At that moment, as Zipperer notes, Camerota seems to have a physical reaction to something and offers to “table” the point. Lockhart seems read into the tabling motion already, too:
CAMEROTA: But that’s neither here — but let me just table that for a moment, if I could —
LOCKHART: You have the votes to table it, so — [laughter and crosstalk]
CAMEROTA: I do want to get back to Lisa Murkowski, because I think that her argument was curious…
Ehhhh … I’m not convinced. The reaction — if that’s what it was — wasn’t dramatic at all, and Camerota seemed about ready to wrap up the point anyway. She might have just been looking around the table and realizing that her argument wasn’t convincing the rest of the panel.

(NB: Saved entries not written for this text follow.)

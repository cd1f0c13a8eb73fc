//! Tox Event Dispatch Library
//!
//! Turns the opaque per-iteration event batches produced by the native Tox
//! library into a deterministic sequence of typed listener invocations over
//! an application-owned state value.
//!
//! # Architecture
//!
//! - The native layer has no event loop of its own. Each iteration it hands
//!   back a snapshot of everything that happened since the last poll.
//! - A dispatcher decodes that snapshot and replays it through a listener,
//!   category by category in a fixed order, record by record in arrival
//!   order, threading the caller's state through every invocation.
//! - A callback registry lets independent subsystems hook session lifecycle
//!   transitions with stable handles.
//!
//! The library does NOT:
//! - Implement the Tox protocol or manage calls
//! - Catch or retry faults raised by listener code
//! - Load the native library
//!
//! # Example Usage
//!
//! ```no_run
//! use tox_dispatch::{dispatch, CoreEventListener, FriendMessage, FriendNumber, MessageType};
//!
//! struct Inbox;
//!
//! impl CoreEventListener<Vec<String>> for Inbox {
//!     fn friend_message(
//!         &mut self,
//!         friend_number: FriendNumber,
//!         _message_type: MessageType,
//!         _time_delta: i32,
//!         message: FriendMessage,
//!         mut state: Vec<String>,
//!     ) -> Vec<String> {
//!         state.push(format!("{}: {}", friend_number, message));
//!         state
//!     }
//! }
//!
//! # fn native_iterate() -> Option<Vec<u8>> { None }
//! let batch: Option<Vec<u8>> = native_iterate();
//! let state = dispatch::protocol::dispatch(&mut Inbox, batch.as_deref(), Vec::new()).unwrap();
//! println!("{} new message(s)", state.len());
//! ```

// Public modules
pub mod call_state;
pub mod dispatch;
pub mod listener;
pub mod proto;
pub mod registry;
pub mod session;
pub mod types;

// Re-export main types for convenience
pub use call_state::CallStateFlags;
pub use dispatch::{AvCategory, CoreCategory};
pub use listener::{AvEventListener, CoreEventListener};
pub use registry::{CallbackId, CallbackRegistry};
pub use session::{AvSession, CallStateSink, CoreSession, EventSource};
pub use types::{
    AudioChannels, BitRate, Connection, DispatchError, FileControl, FileKind, FileName,
    FileNumber, FrameBuffers, FriendMessage, FriendNumber, FriendRequestMessage, Height,
    LosslessPacket, LossyPacket, MessageType, Nickname, PublicKey, Result, SamplingRate,
    StatusMessage, UserStatus, VideoFrame, Width, PUBLIC_KEY_SIZE,
};

// Internal modules (not exposed in public API)
mod convert;

/// Library version
pub const VERSION: &str = env!("CARGO_PKG_VERSION");

#[cfg(test)]
mod tests {
    use super::*;

    #[test]
    fn test_library_basics() {
        // Smoke test: an absent batch is the normal idle tick
        struct Idle;
        impl CoreEventListener<u8> for Idle {}

        let state = dispatch::protocol::dispatch(&mut Idle, None, 7).unwrap();
        assert_eq!(state, 7);
    }
}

That’s too bad, too, because Camerota is actually spot on with it. Trump obviously has a base of voters who do love him and think everything he does is great, but the percentage of that base in the Senate Republican caucus is likely much lower than it is among Republican voters in general, where it’s probably not all that high either. The rest of the people standing behind Trump do so because the only alternatives at this point are the sharp progressives in the Democratic Party. Even for those Republicans who don’t particularly like Trump or worse, they do like the policies he’s implementing and the results he’s getting.
One could argue that they’d get the same from a President Mike Pence after removal, which was an argument made in 1999 about Al Gore, too. That’s wishful thinking, however, because a successful removal of Trump at this point would (a) emasculate Pence for the few months he’d have left, and (b) destroy the Republican Party in recriminations. If Trump had truly committed actual crimes while in office, it would be necessary to live through that, as the GOP had to do when it finally pushed Richard Nixon out of office. This case is so weak, however, and over such a ridiculously picayune issue, that Republicans would rather stay in control of policy than to default the presidency to the hard-left Democrats who would then take power.
Whether CNN yanked a leash or Camerota did so on her own, she had offered the most honest explanation for Trump’s continuing support heard on this network thus far. Bookmark the moment, rather than tabling it.